# Part One
# 1. Types of random variables
# Instructions
Review the definition of discrete and continuous random variables.
A variable is a quantity whose value changes.
变量是一个值会变化的量A discrete variable is a variable whose value is obtained by counting.
离散变量是一个由计数获得其值的变量Examples:
- number of students present
出席的学生人数 - number of red marbles in a jar
一个罐子里红色弹珠的数量 - number of heads when flipping three coins
抛出三个硬币时正面的数量 - students’ grade level
学生的年级
- number of students present
A continuous variable is a variable whose value is obtained by measuring.
连续变量是一个通过测量获得其值的变量Examples:
- height of students in class
班级学生的身高 - weight of students in class
班级学生的体重 - time it takes to get to school
到学校所需的时间 - distance traveled between classes
班级间的距离
- height of students in class
A random variable is a variable whose value is a numerical outcome of a random phenomenon.

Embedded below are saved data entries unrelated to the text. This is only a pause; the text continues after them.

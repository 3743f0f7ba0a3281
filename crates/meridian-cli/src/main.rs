//! Meridian CLI - deploy pipelines, aliases and team namespaces.

mod commands;

use std::path::PathBuf;

use clap::{Parser, Subcommand, ValueEnum};
use tokio::signal;
use tokio_util::sync::CancellationToken;
use tracing::{error, info};
use tracing_subscriber::EnvFilter;

#[derive(Parser)]
#[command(name = "meridian")]
#[command(about = "Deploy pipelines, aliases and team namespaces")]
#[command(version)]
struct Cli {
    /// Configuration file (defaults to meridian.toml if present)
    #[arg(short, long, global = true, env = "MERIDIAN_CONFIG")]
    config: Option<PathBuf>,

    /// Log output format
    #[arg(long, global = true, value_enum, default_value_t = LogFormat::Text)]
    log_format: LogFormat,

    #[command(subcommand)]
    command: Commands,
}

#[derive(Clone, Copy, ValueEnum)]
enum LogFormat {
    Text,
    Json,
}

#[derive(Subcommand)]
enum Commands {
    /// Deploy a pipeline, its aliases and the team namespace
    Deploy(commands::deploy::DeployArgs),

    /// Build a container image and wait for it to finish
    Build(commands::build::BuildArgs),

    /// Print the manifests each unit would deploy
    Render(commands::render::RenderArgs),

    /// Wait for a deployed application to report healthy
    Status(commands::status::StatusArgs),
}

fn init_tracing(format: LogFormat) {
    let filter = EnvFilter::from_default_env().add_directive(tracing::Level::INFO.into());
    match format {
        LogFormat::Text => tracing_subscriber::fmt().with_env_filter(filter).init(),
        LogFormat::Json => tracing_subscriber::fmt()
            .json()
            .with_env_filter(filter)
            .init(),
    }
}

#[tokio::main]
async fn main() {
    let cli = Cli::parse();
    init_tracing(cli.log_format);

    let cancel = CancellationToken::new();
    let cancel_on_signal = cancel.clone();
    tokio::spawn(async move {
        shutdown_signal(cancel_on_signal.clone()).await;
        cancel_on_signal.cancel();
    });

    let config = cli.config.as_deref();
    let result: anyhow::Result<()> = match cli.command {
        Commands::Deploy(args) => commands::deploy::run(config, args, &cancel).await,
        Commands::Build(args) => commands::build::run(config, args, &cancel).await,
        Commands::Render(args) => commands::render::run(config, &args),
        Commands::Status(args) => commands::status::run(config, args, &cancel).await,
    };
    cancel.cancel();

    if let Err(e) = result {
        eprintln!("Error: {e:#}");
        std::process::exit(1);
    }
}

async fn shutdown_signal(cancel: CancellationToken) {
    let ctrl_c = async {
        if let Err(e) = signal::ctrl_c().await {
            error!(error = %e, "failed to install Ctrl+C handler");
            std::future::pending::<()>().await;
        }
    };

    tokio::select! {
        () = ctrl_c => {
            info!("received Ctrl+C, cancelling");
        }
        () = cancel.cancelled() => {}
    }
}
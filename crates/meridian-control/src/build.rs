//! Container image builds.

use std::sync::Arc;

use tokio_util::sync::CancellationToken;
use tracing::{info, info_span, Instrument};

use crate::authz::{authorize, Action, PermissionChecker};
use crate::clock::Clock;
use crate::error::{ControlError, ControlResult};
use crate::platform::{
    build_completed, ContainerBuildAccepted, ContainerBuildRequest, ContainerBuildStatus,
    PlatformClient,
};
use crate::remote::{poll_until, PollPolicy};

/// Conclusion of a successful build.
const BUILD_SUCCESS: &str = "success";

/// A build, and who is asking for it.
#[derive(Debug, Clone)]
pub struct BuildRequest {
    /// User requesting the build.
    pub user: String,
    /// Team the image is built for.
    pub team: String,
    /// What to build.
    pub image: ContainerBuildRequest,
}

/// A finished, successful build.
#[derive(Debug, Clone, PartialEq, Eq)]
pub struct BuildOutcome {
    /// Commit the build ran for.
    pub commit_sha: String,
    /// Build log link, when the platform gave one.
    pub html_url: Option<String>,
}

/// Submits a build and waits for it to finish.
pub struct ContainerBuilder {
    client: Arc<PlatformClient>,
    clock: Arc<dyn Clock>,
    policy: PollPolicy,
    permissions: Arc<dyn PermissionChecker>,
}

impl ContainerBuilder {
    /// Create a builder polling under `policy`.
    #[must_use]
    pub fn new(
        client: Arc<PlatformClient>,
        clock: Arc<dyn Clock>,
        policy: PollPolicy,
        permissions: Arc<dyn PermissionChecker>,
    ) -> Self {
        Self {
            client,
            clock,
            policy,
            permissions,
        }
    }

    /// Run a build to completion.
    ///
    /// The permission gate runs first; a denial sends nothing. A completed
    /// build that did not succeed is a [`ControlError::RemoteValidation`].
    pub async fn build(
        &self,
        request: &BuildRequest,
        cancel: &CancellationToken,
    ) -> ControlResult<BuildOutcome> {
        let span = info_span!(
            "container_build",
            team = %request.team,
            image = %request.image.image_name,
        );
        self.run(request, cancel).instrument(span).await
    }

    async fn run(
        &self,
        request: &BuildRequest,
        cancel: &CancellationToken,
    ) -> ControlResult<BuildOutcome> {
        authorize(
            self.permissions.as_ref(),
            &request.user,
            &request.team,
            Action::Build,
        )
        .await?;

        let image = &request.image;
        let response = self.client.start_container_build(image).await?;
        if !response.is_ok() {
            return Err(ControlError::remote("start container build", &response));
        }
        let accepted: ContainerBuildAccepted = response.json()?;
        info!(image = %image.image_name, commit = %accepted.commit_sha, "container build started");

        let response = poll_until(
            "container build",
            || self.client.container_build_status(&accepted.commit_sha),
            build_completed,
            self.policy,
            self.clock.as_ref(),
            cancel,
        )
        .await?;

        let status: ContainerBuildStatus = response.json()?;
        match status.conclusion.as_deref() {
            Some(BUILD_SUCCESS) => {
                info!(commit = %accepted.commit_sha, "container build succeeded");
                Ok(BuildOutcome {
                    commit_sha: accepted.commit_sha,
                    html_url: status.html_url,
                })
            }
            _ => Err(ControlError::remote("container build", &response)),
        }
    }
}

impl std::fmt::Debug for ContainerBuilder {
    fn fmt(&self, f: &mut std::fmt::Formatter<'_>) -> std::fmt::Result {
        f.debug_struct("ContainerBuilder")
            .field("policy", &self.policy)
            .finish_non_exhaustive()
    }
}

随机变量是一个值是随机现象的数值结果的变量。- A random variable is denoted with a capital letter
随机变量用大写字母表示 - The probability distribution of a random variable tells what the possible values of are and how probabilities are assigned to those values
随机变量 的概率分布表示 的可能值是什么,以及如何将概率分配给这些值 - A random variable can be discrete or continuous
随机变量可以是离散的或连续的
- A random variable is denoted with a capital letter
A discrete random variable has a countable number of possible values.
离散随机变量 具有可数数量的可能值。- Example: Let represent the sum of two dice.
让 代表两个骰子的总和。 - To graph the probability distribution of a discrete random variable, construct a probability histogram.
要绘制离散随机变量的概率分布图,请构建概率直方图。
- Example: Let represent the sum of two dice.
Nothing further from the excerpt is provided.